What is Estate planning?
What you need to know about Wills
A Will is a document that states how you would like your assets to be distributed when you pass away and the person/organisation (known as your executor) you would like to be responsible for carrying out your wishes. Even if you do not think you have many assets, you still should have a Will and documented plans.
Make sure you get professional estate planning advice – do not use a generic do-it-yourself ‘Will kit’ or rely on the supposed good intentions of others. If you are not legally qualified to prepare a Will, then you risk making mistakes, creating uncertainty or losing opportunities for good estate planning. This can result in unnecessary costs and delays in administering your estate. It is easier and cheaper to ensure that your Will is correct whilst you are alive, than have your executor try and fix it after you die!
If you already have a Will - make sure your Will is up to date – we recommend that you review your Will every 3 to 5 years, or as your circumstances change.
What you need to know about the role of the Executor
An executor is responsible for the entire administration of an estate and for carrying out the wishes in accordance with a Will. Some of the responsibilities of the role of an executor are to locate the original Will, arrange and pay for the funeral, apply for a grant of probate and act on any special instructions from the deceased.
Being an executor can be a complicated job and requires legal and financial understanding to do it successfully. That’s why many people prefer to appoint professionals such as the Public Trustee, rather than leaving the difficult task to their loved ones.
If you have been named the executor of a Will you are under no legal obligation to accept this appointment. If you do not want to take on this role, you can renounce your responsibility to the Public Trustee.
What you need to know about enduring powers of attorney
An enduring power of attorney is a legal document, which allows appointed individual(s) or organisations (known as your attorney) to take care of your financial affairs.
If you lost capacity due to an accident, illness or the onset of an age related disability, you may lose the ability to operate your bank account, pay bills, sell property or deal with any of your financial affairs. By preparing an enduring power of attorney it ensures you, your loved ones and your property are protected. It is important that you choose an attorney now, while you have the capacity to do so.
Until your enduring power of attorney is registered with the Land Titles Office, you will maintain full control and independent financial control. However, you can have peace of mind knowing that in your time of need there will be immediate access to essential assistance.
An enduring power of attorney is operative during your lifetime only (unless declared bankrupt) and automatically ceases when you pass away.
What you need to know about the role of the attorney
Appointing an attorney gives responsibility to do anything with your property or finances that you could do yourself. These broad and general powers include selling property, managing investments and shares, and accessing cash to pay bills. An attorney is an important position of trust and has a responsibility to always act only in your best interests.
Acting as an attorney is a demanding job filled with wide ranging responsibilities. It requires a good working knowledge of legal, business, financial and investment matters.
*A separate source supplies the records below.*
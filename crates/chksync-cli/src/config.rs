use std::fs;
use std::path::Path;

use anyhow::{ensure, Context};
use chksync_sync::SyncConfig;
use chksync_tree::TreeConfig;
use serde::{Deserialize, Serialize};

#[derive(Clone, Debug, Default, PartialEq, Eq, Serialize, Deserialize)]
#[serde(default)]
pub struct CliConfig {
    pub tree: TreeConfig,
    pub sync: SyncConfig,
}

impl CliConfig {
    /// Defaults when no path is given.
    pub fn load(path: Option<&Path>) -> anyhow::Result<Self> {
        let Some(path) = path else {
            return Ok(Self::default());
        };
        let text = fs::read_to_string(path)
            .with_context(|| format!("reading config {}", path.display()))?;
        let config: Self = toml::from_str(&text)
            .with_context(|| format!("parsing config {}", path.display()))?;
        ensure!(config.sync.batch_size > 0, "sync.batch_size must be at least 1");
        Ok(config)
    }

    pub fn to_toml(&self) -> anyhow::Result<String> {
        Ok(toml::to_string_pretty(self)?)
    }
}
It may be unreasonable to ask a friend or relative to take on this role. That is why many people choose to appoint the Public Trustee as their attorney.
What you need to know about enduring guardianship
An enduring guardian is a registered document that allows you to appoint an individual/ or individuals (known as your guardian) to make decisions about your health and wellbeing if you are unable to make those decisions.
Your enduring guardian may make decisions such as where you live, what services are provided to you at home and what medical treatments you receive.
Enduring guardianship only comes into effect if or when you lose capacity and will only be effective during that period of incapacity. Therefore, it may never become operational. Regardless, it is important to plan for the future, particularly for unforeseen situations. Your enduring guardianship document must be registered for it to be valid.
What you need to know about the role of a guardian
Your enduring guardian can make decisions about your health care and accommodation requirements. This includes medical treatment, whether you live in your own home or a nursing facility, who can visit you or what personal services you receive for example, home support or meals on wheels.
Your guardian must be over 18 years of age and cannot be a person who you are involved with in an administrative or professional capacity e.g. your GP. You also cannot appoint the Public Guardian or Public Trustee as your enduring guardian.
Your guardian should be someone you trust and who knows your wishes and preferences. They should preferably be a person who is decisive and able to advocate on your behalf to medical staff, care providers and members of your family.